- Task directions
Below are the entries; determine how many of their lines contain the string "super" and give that figure alone.

- Dataset records
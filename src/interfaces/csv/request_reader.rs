use crate::domain::request::BookingRequest;
use crate::error::{BookingError, Result};
use std::io::Read;

/// Reads booking requests from a CSV source.
///
/// This reader wraps `csv::Reader` and provides an iterator over
/// `Result<BookingRequest>`. It handles whitespace trimming and flexible
/// record lengths automatically; an empty `guests` cell becomes `None`.
pub struct RequestReader<R: Read> {
    reader: csv::Reader<R>,
}

impl<R: Read> RequestReader<R> {
    /// Creates a new `RequestReader` from any `Read` source (e.g., File, Stdin).
    pub fn new(source: R) -> Self {
        let reader = csv::ReaderBuilder::new()
            .trim(csv::Trim::All)
            .flexible(true)
            .from_reader(source);
        Self { reader }
    }

    /// Returns an iterator that lazily reads and deserializes requests.
    pub fn requests(self) -> impl Iterator<Item = Result<BookingRequest>> {
        self.reader
            .into_deserialize()
            .map(|result| result.map_err(BookingError::from))
    }
}

#[cfg(test)]
mod tests {
    use super::*;

    #[test]
    fn test_reader_valid_stream() {
        let data = "property_id, start_date, end_date, guests\n\
                    p1, 2024-07-01, 2024-07-04, 2\n\
                    p2, 2024-08-10, 2024-08-12,";
        let reader = RequestReader::new(data.as_bytes());
        let results: Vec<Result<BookingRequest>> = reader.requests().collect();

        assert_eq!(results.len(), 2);
        let first = results[0].as_ref().unwrap();
        assert_eq!(first.property_id, "p1");
        assert_eq!(first.guests, Some(2));
        let second = results[1].as_ref().unwrap();
        assert_eq!(second.guests, None);
    }

    #[test]
    fn test_reader_malformed_line() {
        let data = "property_id, start_date, end_date, guests\np1, 2024-07-01, 2024-07-04, lots";
        let reader = RequestReader::new(data.as_bytes());
        let results: Vec<Result<BookingRequest>> = reader.requests().collect();

        assert!(results[0].is_err());
    }
}
//! CSV adapters: booking-request input, decision output, and the catalog
//! seed files for properties and existing reservations.

pub mod catalog;
pub mod decision_writer;
pub mod request_reader;
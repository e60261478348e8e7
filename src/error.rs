use axum::{
    http::StatusCode,
    response::{IntoResponse, Response},
};
use serde::Serialize;
use thiserror::Error;

use crate::response::{ApiResponse, Meta};

#[derive(Debug, Error)]
pub enum AppError {
    #[error("Not Found")]
    NotFound,

    #[error("{0}")]
    BadRequest(String),

    #[error("Validation failed: {0}")]
    Validation(#[from] validator::ValidationErrors),

    #[error("{0}")]
    Unauthorized(String),

    #[error("Forbidden")]
    Forbidden,

    #[error("{0}")]
    Conflict(String),

    #[error("Database error")]
    DbError(#[from] sqlx::Error),

    #[error("ORM error")]
    OrmError(#[from] sea_orm::DbErr),

    #[error("Internal Server Error")]
    Internal(#[from] anyhow::Error),
}

impl AppError {
    pub fn bad_request(message: impl Into<String>) -> Self {
        AppError::BadRequest(message.into())
    }

    pub fn unauthorized(message: impl Into<String>) -> Self {
        AppError::Unauthorized(message.into())
    }

    pub fn status(&self) -> StatusCode {
        match self {
            AppError::NotFound => StatusCode::NOT_FOUND,
            AppError::BadRequest(_) | AppError::Validation(_) => StatusCode::BAD_REQUEST,
            AppError::Unauthorized(_) => StatusCode::UNAUTHORIZED,
            AppError::Forbidden => StatusCode::FORBIDDEN,
            AppError::Conflict(_) => StatusCode::CONFLICT,
            AppError::DbError(_) | AppError::OrmError(_) | AppError::Internal(_) => {
                StatusCode::INTERNAL_SERVER_ERROR
            }
        }
    }
}

#[derive(Serialize)]
struct ErrorData {
    error: String,
}

impl IntoResponse for AppError {
    fn into_response(self) -> Response {
        let status = self.status();
        match &self {
            AppError::DbError(err) => tracing::error!(error = %err, "database error"),
            AppError::OrmError(err) => tracing::error!(error = %err, "orm error"),
            AppError::Internal(err) => tracing::error!(error = ?err, "internal error"),
            _ => {}
        }

        let message = self.to_string();
        let body = ApiResponse {
            message: message.clone(),
            data: Some(ErrorData { error: message }),
            meta: Some(Meta::empty()),
        };

        (status, axum::Json(body)).into_response()
    }
}

pub type AppResult<T> = Result<T, AppError>;
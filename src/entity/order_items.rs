use sea_orm::entity::prelude::*;

#[derive(Clone, Debug, PartialEq, DeriveEntityModel)]
#[sea_orm(table_name = "order_items")]
pub struct Model {
    #[sea_orm(primary_key, auto_increment = false)]
    pub id: Uuid,
    pub order_id: Uuid,
    pub product_id: Uuid,
    pub quantity: i32,
    /// Unit price at the time the order was placed.
    pub price: i64,
}

#[derive(Copy, Clone, Debug, EnumIter, DeriveRelation)]
pub enum Relation {
    #[sea_orm(
        belongs_to = "super::orders::Entity",
        from = "Column::OrderId",
        to = "super::orders::Column::Id",
        on_delete = "Cascade"
    )]
    Orders,
    #[sea_orm(
        belongs_to = "super::products::Entity",
        from = "Column::ProductId",
        to = "super::products::Column::Id"
    )]
    Products,
}

impl Related<super::orders::Entity> for Entity {
    fn to() -> RelationDef {
        Relation::Orders.def()
    }
}

impl Related<super::products::Entity> for Entity {
    fn to() -> RelationDef {
        Relation::Products.def()
    }
}

impl ActiveModelBehavior for ActiveModel {}

impl From<Model> for crate::models::OrderItem {
    fn from(model: Model) -> Self {
        Self {
            id: model.id,
            order_id: model.order_id,
            product_id: model.product_id,
            quantity: model.quantity,
            price: model.price,
        }
    }
}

- Answer to the exercise
7